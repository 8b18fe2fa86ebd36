//! Run results: one record per scheduled (environment, tool) pair.

use super::{Defect, Severity};
use std::time::Duration;

#[derive(Debug, Clone, Copy, PartialEq, Eq)]
/// Tri-state outcome of one (environment, tool) pair.
pub enum RunOutcome {
    /// The environment was not selected; the tool never ran.
    Skipped,
    Succeeded,
    Failed,
}

impl RunOutcome {
    /// Outcome of a completed run: failed when the tool's exit indicator is
    /// non-zero or any defect sits at the highest severity.
    pub fn from_run(exit_code: i32, defects: &[Defect]) -> RunOutcome {
        if exit_code != 0 || defects.iter().any(|d| d.severity == Severity::HIGHEST) {
            RunOutcome::Failed
        } else {
            RunOutcome::Succeeded
        }
    }

    /// Status label shown in the human report.
    pub fn label(self) -> &'static str {
        match self {
            RunOutcome::Skipped => "IGNORED",
            RunOutcome::Succeeded => "PASSED",
            RunOutcome::Failed => "FAILED",
        }
    }
}

#[derive(Debug, Clone)]
pub struct RunResult {
    pub environment: String,
    pub tool: String,
    pub outcome: RunOutcome,
    /// Wall-clock time of the tool invocation; `None` when skipped.
    pub duration: Option<Duration>,
    pub defects: Vec<Defect>,
}

impl RunResult {
    pub fn skipped(environment: impl Into<String>, tool: impl Into<String>) -> Self {
        RunResult {
            environment: environment.into(),
            tool: tool.into(),
            outcome: RunOutcome::Skipped,
            duration: None,
            defects: Vec::new(),
        }
    }

    pub fn completed(
        environment: impl Into<String>,
        tool: impl Into<String>,
        exit_code: i32,
        duration: Duration,
        defects: Vec<Defect>,
    ) -> Self {
        RunResult {
            environment: environment.into(),
            tool: tool.into(),
            outcome: RunOutcome::from_run(exit_code, &defects),
            duration: Some(duration),
            defects,
        }
    }

    pub fn is_skipped(&self) -> bool {
        self.outcome == RunOutcome::Skipped
    }
}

________

**What you are asked to do**: Wherever "derive" appears in a line of the entries, copy that line.

**Response below**:
#[derive(Debug, Clone, Copy, PartialEq, Eq)]
#[derive(Debug, Clone)]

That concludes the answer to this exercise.